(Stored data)
§ §
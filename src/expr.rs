use serde::Serialize;

use crate::token::Token;

/// Identity handle of a reference-producing node (`Variable`, `Assign`,
/// `This`, `Super`).  Two structurally identical `x` references get distinct
/// ids, so the resolver's side table is keyed by node, not by shape.
#[derive(Debug, Clone, Copy, PartialEq, Eq, Hash, PartialOrd, Ord, Serialize)]
pub struct ExprId(pub usize);

/// A **literal constant** that appears directly in the source code.
///
/// The parser copies the value out of the token so the tree does not depend on
/// the token buffer.
#[derive(Debug, Clone, PartialEq, Serialize)]
pub enum LiteralValue {
    /// Integral lexemes such as `"3"` are still parsed as `3.0`.
    Number(f64),

    /// String literal without surrounding quotes.
    Str(String),

    True,

    False,

    Nil,
}

/// Every kind of *expression* in Fox.
#[derive(Debug, Clone, PartialEq, Serialize)]
pub enum Expr {
    /// `name = value`
    Assign {
        name: Token,
        value: Box<Expr>,
        id: ExprId,
    },

    /// Infix binary operator expression, e.g. `a + b`, `x <= y`.
    Binary {
        left: Box<Expr>,
        operator: Token,
        right: Box<Expr>,
    },

    /// Function‑, method‑ or class‑call expression.
    Call {
        callee: Box<Expr>,
        /// The closing `)` token, retained for error reporting.
        paren: Token,
        arguments: Vec<Expr>,
    },

    /// `object.name`
    Get { object: Box<Expr>, name: Token },

    /// `object.name = value`
    Set {
        object: Box<Expr>,
        name: Token,
        value: Box<Expr>,
    },

    /// `super.method`
    Super {
        keyword: Token,
        method: Token,
        id: ExprId,
    },

    /// The `this` keyword inside a method.
    This { keyword: Token, id: ExprId },

    /// Parenthesised sub‑expression.
    Grouping(Box<Expr>),

    Literal(LiteralValue),

    /// Short‑circuiting `and` / `or`.
    Logical {
        left: Box<Expr>,
        operator: Token,
        right: Box<Expr>,
    },

    /// Prefix `!` or `-`.
    Unary { operator: Token, right: Box<Expr> },

    /// Variable access.
    Variable { name: Token, id: ExprId },
}
//! User-defined functions and the native built-ins.

use std::cell::RefCell;
use std::fmt;
use std::rc::Rc;
use std::sync::OnceLock;
use std::time::Instant;

use log::{debug, info};

use crate::class::Instance;
use crate::environment::{Env, Environment};
use crate::error::Result;
use crate::interpreter::{Flow, Interpreter};
use crate::stmt::FunctionDecl;
use crate::value::Value;

/// A function value: its declaration plus the environment that was active
/// where it was declared (the closure).
pub struct Function {
    declaration: Rc<FunctionDecl>,
    closure: Env,
    is_initializer: bool,
}

impl Function {
    pub fn new(declaration: Rc<FunctionDecl>, closure: Env, is_initializer: bool) -> Self {
        Self {
            declaration,
            closure,
            is_initializer,
        }
    }

    pub fn name(&self) -> &str {
        &self.declaration.name.lexeme
    }

    pub fn arity(&self) -> usize {
        self.declaration.params.len()
    }

    /// A copy of this method whose closure has one more frame binding `this`
    /// to `instance`.  Called on every property lookup, never ahead of time.
    pub fn bind(&self, instance: Rc<RefCell<Instance>>) -> Function {
        debug!("Binding method '{}' to instance", self.name());

        let env: Env = Environment::child_of(&self.closure);
        env.borrow_mut().define("this", Value::Instance(instance));

        Function::new(Rc::clone(&self.declaration), env, self.is_initializer)
    }

    /// Run the body in a fresh frame under the closure.  The caller has
    /// already checked the arity.
    pub fn call(&self, interpreter: &mut Interpreter, arguments: Vec<Value>) -> Result<Value> {
        debug!("Calling function '{}'", self.name());

        let env: Env = Environment::child_of(&self.closure);

        {
            let mut frame = env.borrow_mut();
            for (param, argument) in self.declaration.params.iter().zip(arguments) {
                frame.define(&param.lexeme, argument);
            }
        }

        let flow: Flow = interpreter.execute_block(&self.declaration.body, env)?;

        if self.is_initializer {
            // `init` always yields the instance, whatever the body did.
            return Ok(Environment::get_at(&self.closure, 0, "this"));
        }

        Ok(match flow {
            Flow::Return(value) => value,
            Flow::Normal => Value::Nil,
        })
    }
}

impl fmt::Display for Function {
    fn fmt(&self, f: &mut fmt::Formatter<'_>) -> fmt::Result {
        write!(f, "<fn {}>", self.name())
    }
}

impl fmt::Debug for Function {
    fn fmt(&self, f: &mut fmt::Formatter<'_>) -> fmt::Result {
        f.debug_struct("Function")
            .field("name", &self.name())
            .field("arity", &self.arity())
            .field("is_initializer", &self.is_initializer)
            .finish()
    }
}

// ─────────────────────────────────────────────────────────────────────────────
// Native functions
// ─────────────────────────────────────────────────────────────────────────────

static EPOCH: OnceLock<Instant> = OnceLock::new();

/// Pin the reference point for `clock`.  Called when an interpreter is built.
pub fn start_clock() {
    EPOCH.get_or_init(Instant::now);
}

/// `clock()`: monotonic seconds elapsed since the first interpreter started.
fn clock(_args: &[Value]) -> std::result::Result<Value, String> {
    let elapsed: f64 = EPOCH.get_or_init(Instant::now).elapsed().as_secs_f64();

    debug!("Native function 'clock' returned: {}", elapsed);

    Ok(Value::Number(elapsed))
}

/// Every native installed in the global environment.
pub fn natives() -> Vec<Value> {
    info!("Registering native functions");

    vec![Value::NativeFunction {
        name: "clock",
        arity: 0,
        func: clock,
    }]
}
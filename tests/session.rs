#[cfg(test)]
mod session_tests {
    use std::cell::RefCell;
    use std::io::{self, Write};
    use std::rc::Rc;

    use fox::session::{RunError, Session, EXIT_RUNTIME_ERROR, EXIT_STATIC_ERROR};
    use fox::value::Value;

    #[derive(Clone, Default)]
    struct SharedBuffer(Rc<RefCell<Vec<u8>>>);

    impl Write for SharedBuffer {
        fn write(&mut self, buf: &[u8]) -> io::Result<usize> {
            self.0.borrow_mut().extend_from_slice(buf);
            Ok(buf.len())
        }

        fn flush(&mut self) -> io::Result<()> {
            Ok(())
        }
    }

    impl SharedBuffer {
        fn contents(&self) -> String {
            String::from_utf8(self.0.borrow().clone()).expect("output is UTF-8")
        }
    }

    fn session() -> (Session, SharedBuffer) {
        let buffer = SharedBuffer::default();
        (Session::with_output(Box::new(buffer.clone())), buffer)
    }

    #[test]
    fn test_static_errors_prevent_execution() {
        let (mut session, buffer) = session();

        let error = session
            .run("print \"never\";\nvar;")
            .expect_err("parse error expected");
        assert_eq!(buffer.contents(), "");
        assert_eq!(error.exit_code(), EXIT_STATIC_ERROR);
        assert!(matches!(error, RunError::Static(_)));

        let error = session
            .run("print \"never\";\nreturn 1;")
            .expect_err("resolve error expected");
        assert_eq!(buffer.contents(), "");
        assert_eq!(error.exit_code(), EXIT_STATIC_ERROR);
        assert_eq!(
            error.to_string(),
            "[line 2] Error at 'return': Can't return from top-level code."
        );
    }

    #[test]
    fn test_every_static_error_is_reported() {
        let (mut session, _) = session();

        let error = session
            .run("var x = $;\nprint @;")
            .expect_err("scan errors expected");

        match error {
            RunError::Static(diagnostics) => {
                let lines: Vec<String> = diagnostics.iter().map(|e| e.to_string()).collect();
                assert_eq!(
                    lines,
                    [
                        "[line 1] Error: Unexpected character: $",
                        "[line 1] Error at ';': Expected expression.",
                        "[line 2] Error: Unexpected character: @",
                        "[line 2] Error at ';': Expected expression.",
                    ]
                );
            }
            other => panic!("expected static error, got {}", other),
        }
    }

    #[test]
    fn test_runtime_error_exit_code() {
        let (mut session, buffer) = session();

        let error = session
            .run("print \"before\";\nprint nil + 1;")
            .expect_err("runtime error expected");
        assert_eq!(error.exit_code(), EXIT_RUNTIME_ERROR);
        assert!(matches!(error, RunError::Runtime(_)));
        assert_eq!(buffer.contents(), "before\n");
    }

    #[test]
    fn test_session_keeps_state_between_runs() {
        let (mut session, buffer) = session();

        assert!(session.run("var x = 1; fun inc() { x = x + 1; }").is_ok());
        assert!(session.run("inc(); inc();").is_ok());
        // An error on one line does not lose earlier definitions.
        assert!(session.run("print nope;").is_err());
        assert!(session.run("{ var y = x; print y; }").is_ok());
        assert!(session
            .run("class A { hi() { return \"hi\"; } }")
            .is_ok());
        assert!(session.run("class B < A {} print B().hi();").is_ok());

        assert_eq!(buffer.contents(), "3\nhi\n");
    }

    #[test]
    fn test_closures_survive_across_runs() {
        let (mut session, buffer) = session();

        assert!(session
            .run("fun make() { var n = 0; fun f() { n = n + 1; print n; } return f; }")
            .is_ok());
        assert!(session.run("var counter = make();").is_ok());
        assert!(session.run("counter(); counter();").is_ok());

        assert_eq!(buffer.contents(), "1\n2\n");
    }

    #[test]
    fn test_evaluate_expression() {
        let (mut session, _) = session();

        match session.evaluate("(1 + 2) * 4") {
            Ok(Value::Number(n)) => assert_eq!(n, 12.0),
            other => panic!("unexpected result: {:?}", other),
        }
        match session.evaluate("\"a\" + \"b\"") {
            Ok(value) => assert_eq!(value.to_string(), "ab"),
            Err(e) => panic!("unexpected error: {}", e),
        }

        let error = session.evaluate("-true").expect_err("should fail at runtime");
        assert_eq!(error.exit_code(), EXIT_RUNTIME_ERROR);

        let error = session.evaluate("1 +").expect_err("should fail to parse");
        assert_eq!(error.exit_code(), EXIT_STATIC_ERROR);
    }

    #[test]
    fn test_evaluate_sees_globals_from_run() {
        let (mut session, _) = session();

        assert!(session.run("var answer = 41;").is_ok());
        match session.evaluate("answer + 1") {
            Ok(value) => assert_eq!(value.to_string(), "42"),
            Err(e) => panic!("unexpected error: {}", e),
        }
    }

    #[test]
    fn test_static_errors_are_reported_in_source_order() {
        let (mut session, _) = session();

        let error = session
            .run("var = 1;\nprint 2;\nprint @;")
            .expect_err("static errors expected");

        assert_eq!(
            error.to_string(),
            "[line 1] Error at '=': Expected variable name.\n\
             [line 3] Error: Unexpected character: @\n\
             [line 3] Error at ';': Expected expression."
        );
    }

    #[test]
    fn test_top_level_resolutions_are_dropped_after_a_run() {
        let (mut session, buffer) = session();

        assert!(session.run("{ var a = 1; print a; }").is_ok());
        assert_eq!(session.interpreter().resolved_len(), 0);

        // Only the reference inside the function body outlives the run.
        assert!(session
            .run("var f; { var b = 2; fun g() { print b; } f = g; }")
            .is_ok());
        assert_eq!(session.interpreter().resolved_len(), 1);

        assert!(session.run("f();").is_ok());
        assert!(session.run("{ var c = nil; print c + 1; }").is_err());
        assert_eq!(session.interpreter().resolved_len(), 1);

        assert_eq!(buffer.contents(), "1\n2\n");
    }
}
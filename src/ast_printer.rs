use crate::expr::{Expr, LiteralValue};

/// Converts an expression to a fully parenthesised prefix form, e.g.
/// `(* (- 123) (group 45.67))`.  Diagnostics only: nothing downstream
/// consumes this string.
pub struct AstPrinter;

impl AstPrinter {
    pub fn print(expr: &Expr) -> String {
        match expr {
            // ── literals ────────────────────────────────────────────────
            Expr::Literal(lit) => match lit {
                LiteralValue::True => "true".into(),

                LiteralValue::False => "false".into(),

                LiteralValue::Nil => "nil".into(),

                LiteralValue::Str(s) => s.clone(),

                LiteralValue::Number(n) => {
                    if n.fract() == 0.0 {
                        // 3 → 3.0
                        format!("{:.1}", n)
                    } else {
                        n.to_string()
                    }
                }
            },

            Expr::Grouping(inner) => Self::parenthesize("group", &[inner.as_ref()]),

            Expr::Unary { operator, right } => Self::parenthesize(&operator.lexeme, &[right.as_ref()]),

            Expr::Binary {
                left,
                operator,
                right,
            }
            | Expr::Logical {
                left,
                operator,
                right,
            } => Self::parenthesize(&operator.lexeme, &[left.as_ref(), right.as_ref()]),

            Expr::Variable { name, .. } => name.lexeme.clone(),

            Expr::Assign { name, value, .. } => {
                format!("(= {} {})", name.lexeme, Self::print(value))
            }

            Expr::Call {
                callee, arguments, ..
            } => {
                let mut parts: Vec<&Expr> = Vec::with_capacity(arguments.len() + 1);
                parts.push(callee.as_ref());
                parts.extend(arguments.iter());
                Self::parenthesize("call", &parts)
            }

            Expr::Get { object, name } => {
                format!("(. {} {})", Self::print(object), name.lexeme)
            }

            Expr::Set {
                object,
                name,
                value,
            } => format!(
                "(= (. {} {}) {})",
                Self::print(object),
                name.lexeme,
                Self::print(value)
            ),

            Expr::This { .. } => "this".into(),

            Expr::Super { method, .. } => format!("(super {})", method.lexeme),
        }
    }

    fn parenthesize(name: &str, exprs: &[&Expr]) -> String {
        let mut s = format!("({}", name);
        for expr in exprs {
            s.push(' ');
            s.push_str(&Self::print(expr));
        }
        s.push(')');
        s
    }
}
/// Top‑level parser over an immutable slice of tokens.
///
/// The slice must end with an `EOF` token, which [`crate::scanner::scan`]
/// guarantees.
pub struct Parser<'a> {
    tokens: &'a [Token],
    current: usize,
    next_id: usize,
    errors: Vec<FoxError>,
}
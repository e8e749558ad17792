use std::cell::RefCell;
use std::collections::HashMap;
use std::fmt;
use std::rc::Rc;

use log::debug;

use crate::error::{FoxError, Result};
use crate::token::Token;
use crate::value::Value;

/// Shared handle to an environment.  A closure and any number of active call
/// frames may hold the same one; it lives as long as the longest holder.
pub type Env = Rc<RefCell<Environment>>;

/// One frame of name → value bindings, linked to its enclosing frame.
/// Links only ever point outward, so the chain is acyclic.
#[derive(Default)]
pub struct Environment {
    values: HashMap<String, Value>,
    enclosing: Option<Env>,
}

impl Environment {
    /// A root environment (globals).
    pub fn new() -> Self {
        Environment {
            values: HashMap::new(),
            enclosing: None,
        }
    }

    pub fn with_enclosing(enclosing: Env) -> Self {
        Environment {
            values: HashMap::new(),
            enclosing: Some(enclosing),
        }
    }

    /// Convenience: a fresh shared child of `enclosing`.
    pub fn child_of(enclosing: &Env) -> Env {
        Rc::new(RefCell::new(Environment::with_enclosing(Rc::clone(enclosing))))
    }

    /// Insert or overwrite in this frame only.
    pub fn define(&mut self, name: &str, value: Value) {
        self.values.insert(name.to_string(), value);
    }

    /// Dynamic lookup, innermost frame outward.
    pub fn get(&self, name: &Token) -> Result<Value> {
        if let Some(value) = self.values.get(&name.lexeme) {
            Ok(value.clone())
        } else if let Some(enclosing) = &self.enclosing {
            enclosing.borrow().get(name)
        } else {
            Err(FoxError::runtime(
                name,
                format!("Undefined variable '{}'.", name.lexeme),
            ))
        }
    }

    /// Dynamic assignment; the name must already exist somewhere on the chain.
    pub fn assign(&mut self, name: &Token, value: Value) -> Result<()> {
        if let Some(slot) = self.values.get_mut(&name.lexeme) {
            *slot = value;
            Ok(())
        } else if let Some(enclosing) = &self.enclosing {
            enclosing.borrow_mut().assign(name, value)
        } else {
            Err(FoxError::runtime(
                name,
                format!("Undefined variable '{}'.", name.lexeme),
            ))
        }
    }

    /// Walk exactly `distance` links outward from `env`.
    ///
    /// # Panics
    /// If the chain is shorter than `distance`: the resolver and interpreter
    /// disagree about scope layout, which is a bug in this crate.
    pub fn ancestor(env: &Env, distance: usize) -> Env {
        let mut current: Env = Rc::clone(env);

        for _ in 0..distance {
            let next = current
                .borrow()
                .enclosing
                .clone()
                .expect("resolver distance exceeds environment depth");
            current = next;
        }

        current
    }

    /// Read `name` exactly `distance` frames out.
    ///
    /// # Panics
    /// If the binding is missing at that depth (see [`Environment::ancestor`]).
    pub fn get_at(env: &Env, distance: usize, name: &str) -> Value {
        debug!("get_at(distance={}, name={})", distance, name);

        let frame: Env = Self::ancestor(env, distance);
        let value = frame.borrow().values.get(name).cloned();

        value.unwrap_or_else(|| panic!("resolved binding '{}' missing at depth {}", name, distance))
    }

    /// Overwrite `name` exactly `distance` frames out.
    pub fn assign_at(env: &Env, distance: usize, name: &str, value: Value) {
        debug!("assign_at(distance={}, name={})", distance, name);

        Self::ancestor(env, distance)
            .borrow_mut()
            .values
            .insert(name.to_string(), value);
    }
}

impl fmt::Debug for Environment {
    // Values may close over this very frame; print names only.
    fn fmt(&self, f: &mut fmt::Formatter<'_>) -> fmt::Result {
        let mut names: Vec<&String> = self.values.keys().collect();
        names.sort();

        f.debug_struct("Environment")
            .field("names", &names)
            .field("has_enclosing", &self.enclosing.is_some())
            .finish()
    }
}

#[cfg(test)]
mod tests {
    use super::*;
    use crate::token::TokenType;

    fn ident(name: &str) -> Token {
        Token::new(TokenType::IDENTIFIER, name, 1)
    }

    #[test]
    fn get_walks_outward_and_define_shadows() {
        let globals: Env = Rc::new(RefCell::new(Environment::new()));
        globals.borrow_mut().define("a", Value::Number(1.0));

        let inner = Environment::child_of(&globals);
        assert!(matches!(inner.borrow().get(&ident("a")), Ok(Value::Number(n)) if n == 1.0));

        inner.borrow_mut().define("a", Value::Number(2.0));
        assert!(matches!(inner.borrow().get(&ident("a")), Ok(Value::Number(n)) if n == 2.0));
        assert!(matches!(globals.borrow().get(&ident("a")), Ok(Value::Number(n)) if n == 1.0));
    }

    #[test]
    fn assign_updates_declaring_frame() {
        let globals: Env = Rc::new(RefCell::new(Environment::new()));
        globals.borrow_mut().define("a", Value::Nil);

        let inner = Environment::child_of(&globals);
        inner
            .borrow_mut()
            .assign(&ident("a"), Value::Bool(true))
            .unwrap();

        assert!(matches!(globals.borrow().get(&ident("a")), Ok(Value::Bool(true))));
    }

    #[test]
    fn undefined_names_are_runtime_errors() {
        let env = Environment::new();

        let err = env.get(&ident("missing")).unwrap_err();
        assert_eq!(err.message(), "Undefined variable 'missing'.");

        let mut env = env;
        assert!(env.assign(&ident("missing"), Value::Nil).is_err());
    }

    #[test]
    fn get_at_and_assign_at_jump_directly() {
        let globals: Env = Rc::new(RefCell::new(Environment::new()));
        let middle = Environment::child_of(&globals);
        middle.borrow_mut().define("x", Value::Number(1.0));
        let inner = Environment::child_of(&middle);
        inner.borrow_mut().define("x", Value::Number(99.0));

        assert!(matches!(Environment::get_at(&inner, 1, "x"), Value::Number(n) if n == 1.0));

        Environment::assign_at(&inner, 1, "x", Value::Number(5.0));
        assert!(matches!(Environment::get_at(&inner, 1, "x"), Value::Number(n) if n == 5.0));
        assert!(matches!(Environment::get_at(&inner, 0, "x"), Value::Number(n) if n == 99.0));
    }
}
§ §
## Exercise goal
Your answer consists solely of the lines from the top of the records above through the line that contains "Integral lexemes such", each echoed exactly.

## Response to the exercise
filename src/expr.rs
use serde::Serialize;

use crate::token::Token;

/// Identity handle of a reference-producing node (`Variable`, `Assign`,
/// `This`, `Super`).  Two structurally identical `x` references get distinct
/// ids, so the resolver's side table is keyed by node, not by shape.
#[derive(Debug, Clone, Copy, PartialEq, Eq, Hash, PartialOrd, Ord, Serialize)]
pub struct ExprId(pub usize);

/// A **literal constant** that appears directly in the source code.
///
/// The parser copies the value out of the token so the tree does not depend on
/// the token buffer.
#[derive(Debug, Clone, PartialEq, Serialize)]
pub enum LiteralValue {
    /// Integral lexemes such as `"3"` are still parsed as `3.0`.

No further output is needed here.